Al proceso de depuración de referencias le sigue otro rito similar de supresión que para Leila implicaba poner en jaque la forma pictórica y su capacidad de expresión: las pinturas e imágenes antes superpuestas fueron separándose para desplegarse individualizadas sobre distintas superficies y volver a ser dispuestas en el espacio de exhibición de manera más convencional, pero teatralizando, a su vez, el concepto del guión de montaje y de instalación. Si, por un lado, cada pintura comenzó a verse más despojada, también lo hace el espacio habitado, donde las partes funcionan como un todo, pero más mudo, lejano y abstracto. Enfrentadas, alineadas, independizadas del muro, las pinturas delegan el trabajo de asociación entre ellas al espectador.

La exhibición El salto, 2012, supuso para Leila el paso a la instalación menos envolvente y le permitió explorarla en tanto discurso inevitable en cualquier puesta, por más clásica que esta sea. Ese pasaje fue radical también por la consecuente producción de imágenes infrecuentes dentro de su imaginario, como dos monocromos y la figura de un hombre saltando hacia atrás, abstraída de todo contexto: un cuerpo que no estaba presente en sus pinturas de “alrededores” y que se había perdido relativamente temprano. Estos motivos “nuevos” eran acompañados por la imagen de un río casi dorado, una composición abstracta que sugería una gran loma sobre la que avanzaba, por el centro, un camino; una terraza de baldosas precediendo un edificio apoyado en una hilera de arcadas; y una cita monumental a las formas ondulantes de la artista geométrica argentina María Martorell. Entre todos traían a la sala variedad de texturas, inmovilidad y contorsión, abstracción y figuración. Enigmática por la disparidad de imágenes y hasta aparentemente caprichosa, El salto proponía desconocer la autonomía y autosuficiencia de cada pintura para pensar la naturaleza de su posible desmembramiento o la circunstancia de su reunión e imaginarnos como constructores de relatos.

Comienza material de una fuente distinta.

use std::fs;
use std::path::PathBuf;

use owlmouse::{SimConfig, TickStats, World};
use tracing::info;

pub struct RunOptions {
    pub ticks: u64,
    pub report_every: u64,
    pub json: bool,
    pub grid: bool,
    pub snapshot: Option<PathBuf>,
}

pub fn run_simulation(config: SimConfig, options: RunOptions) -> Result<(), String> {
    if options.report_every == 0 {
        return Err("report_every must be greater than 0".into());
    }

    let mut world = World::new(config).map_err(|e| e.to_string())?;
    emit(&world, options.json)?;

    let mut totals = TickStats::default();
    for _ in 0..options.ticks {
        let report = world.tick();
        totals += report.stats();

        let extinct = world.population_counts().extinct();
        if report.tick % options.report_every == 0 || extinct {
            emit(&world, options.json)?;
        }
        if extinct {
            info!(tick = report.tick, "both species extinct");
            if !options.json {
                println!("Both species extinct at tick {}", report.tick);
            }
            break;
        }
    }

    if !options.json {
        println!(
            "Totals: births={} starved={} old_age={} eaten={} escaped={} grass_eaten={}",
            totals.births(),
            totals.starved,
            totals.old_age,
            totals.eaten,
            totals.escaped,
            totals.grass_eaten
        );
    }

    let snapshot = world.snapshot_grid();
    if options.grid {
        print!("{}", snapshot.render());
    }
    if let Some(path) = options.snapshot {
        if let Some(parent) = path.parent() {
            if !parent.as_os_str().is_empty() {
                fs::create_dir_all(parent).map_err(|e| e.to_string())?;
            }
        }
        let json = serde_json::to_vec_pretty(&snapshot).map_err(|e| e.to_string())?;
        fs::write(&path, json).map_err(|e| format!("write {}: {}", path.display(), e))?;
        if !options.json {
            println!("Saved snapshot to {}", path.display());
        }
    }
    Ok(())
}

fn emit(world: &World, json: bool) -> Result<(), String> {
    let summary = world.summary();
    if json {
        let line = serde_json::to_string(&summary).map_err(|e| e.to_string())?;
        println!("{}", line);
    } else {
        println!("{}", summary);
    }
    Ok(())
}
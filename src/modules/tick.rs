use std::cmp::Reverse;

use serde::Serialize;
use tracing::{debug, info_span};

use crate::modules::animal::{AgentId, DeathReason, Mate, Species};
use crate::modules::stats::TickStats;
use crate::modules::tile::Position;
use crate::modules::world::{TileQuery, World};

/// Something that happened during a tick.
#[derive(Clone, Debug, PartialEq, Eq, Serialize)]
#[serde(tag = "kind", rename_all = "snake_case")]
pub enum Event {
    Moved {
        agent_id: AgentId,
        from: Position,
        to: Position,
    },
    GrassEaten {
        agent_id: AgentId,
        position: Position,
    },
    Born {
        species: Species,
        child: AgentId,
        mother: AgentId,
        father: AgentId,
    },
    Died {
        agent_id: AgentId,
        species: Species,
        reason: DeathReason,
    },
    PreyEscaped {
        owl: AgentId,
        mouse: AgentId,
    },
    Conceived {
        species: Species,
        mother: AgentId,
        father: AgentId,
    },
}

#[derive(Clone, Debug, PartialEq, Eq, Serialize)]
pub struct TickReport {
    pub tick: u64,
    pub events: Vec<Event>,
}

impl TickReport {
    pub fn stats(&self) -> TickStats {
        TickStats::from_events(&self.events)
    }
}

impl World {
    /// Advances the world by one tick:
    ///
    /// 1. owls act in a shuffled order;
    /// 2. mice act fastest first;
    /// 3. every non-pregnant female looks for an adjacent male;
    /// 4. move flags reset;
    /// 5. grass regrows.
    pub fn tick(&mut self) -> TickReport {
        let tick = self.tick + 1;
        let span = info_span!("tick", tick);
        let _guard = span.enter();
        self.events.clear();

        self.owl_phase();
        self.mouse_phase();
        self.pregnancy_phase();
        for animal in self.animals.values_mut() {
            animal.has_moved = false;
        }
        let threshold = self.config.grass_regrowth;
        for tile in &mut self.tiles {
            tile.grow(threshold);
        }

        self.tick = tick;
        debug_assert!(
            self.verify_invariants().is_ok(),
            "world invariants broken after tick {tick}: {:?}",
            self.verify_invariants()
        );
        debug!(
            mice = self.mice.len(),
            owls = self.owls.len(),
            events = self.events.len(),
            "tick complete"
        );

        TickReport {
            tick,
            events: self.events.clone(),
        }
    }

    /// Runs `count` ticks and returns their combined statistics.
    pub fn tick_n(&mut self, count: u64) -> TickStats {
        let mut total = TickStats::default();
        for _ in 0..count {
            total += self.tick().stats();
        }
        total
    }

    fn owl_phase(&mut self) {
        let mut order = self.owls.clone();
        self.rng.shuffle(&mut order);
        for owl_id in order {
            self.owl_turn(owl_id);
        }
    }

    fn mouse_phase(&mut self) {
        let mut order = self.mice.clone();
        order.sort_by_key(|id| Reverse(self.animal(*id).map_or(0, |mouse| mouse.speed)));
        for mouse_id in order {
            self.mouse_turn(mouse_id);
        }
    }

    /// Owls first, then mice. A female conceives with the first adjacent
    /// male of her species; his speed is recorded for the birth.
    fn pregnancy_phase(&mut self) {
        for (species, query) in [
            (Species::Owl, TileQuery::MaleOwl),
            (Species::Mouse, TileQuery::MaleMouse),
        ] {
            let registry = match species {
                Species::Owl => &self.owls,
                Species::Mouse => &self.mice,
            };
            let females: Vec<AgentId> = registry
                .iter()
                .copied()
                .filter(|id| {
                    self.animal(*id)
                        .is_some_and(|a| a.is_female() && !a.is_pregnant())
                })
                .collect();

            for mother in females {
                let Some(&partner_tile) = self.neighbors_matching(mother, query).first() else {
                    continue;
                };
                let Some(father) = self
                    .tile(partner_tile)
                    .and_then(|tile| tile.occupant())
                    .and_then(|id| self.animal(id))
                else {
                    continue;
                };
                let mate = Mate {
                    id: father.id,
                    speed: father.speed,
                };

                self.animal_mut(mother).conceive(mate);
                debug!(%species, mother, father = mate.id, "conceived");
                self.events.push(Event::Conceived {
                    species,
                    mother,
                    father: mate.id,
                });
            }
        }
    }
}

Si, como reflexionó la historiadora y curadora Jimena Ferreiro en el texto que acompañaba la muestra, Leila Tschopp se dispuso a “pintar la deriva de las imágenes” , el espectador ocuparía el rol de un posible encauzador.

El salto, que parece haber sido un ejercicio de disección y autolimitación, no solo permitió a Leila presentar el abanico de su imaginario, un arco de influencias y referencias, manifestar su voluntad permanente de pintar La Pintura y Las pinturas, y pensar sobre el poder que la disposición de las imágenes tiene en la configuración de un discurso, sino que funcionó como dispositivo para que podamos ser capaces de reconocernos en nuestra mirada, de pensarnos mirando.

Estos procesos de síntesis y abstracción también están relacionados al desmalezamiento al que Leila fue sometiendo a los entornos creados. La desolación urbana y del paisaje que reconocemos en su trabajo fue gradual: la vegetación de sus primeras pinturas fue desapareciendo y el paisaje, secándose hasta llegar a una aridez y un grado de austeridad que, como describe la artista, “nos hace sentir (…) arrojados a la soledad de nuestro propio interior (...) [pintarlo es] un intento constante por salir del interior del cráneo” . Esa austeridad encuentra, por otro lado, perfecto eco en la representación del desierto y de la llanura enmudecidos por el sol y su calor, y en la de la urbe o los interiores desolados, vueltos carcaza, escenario para nada.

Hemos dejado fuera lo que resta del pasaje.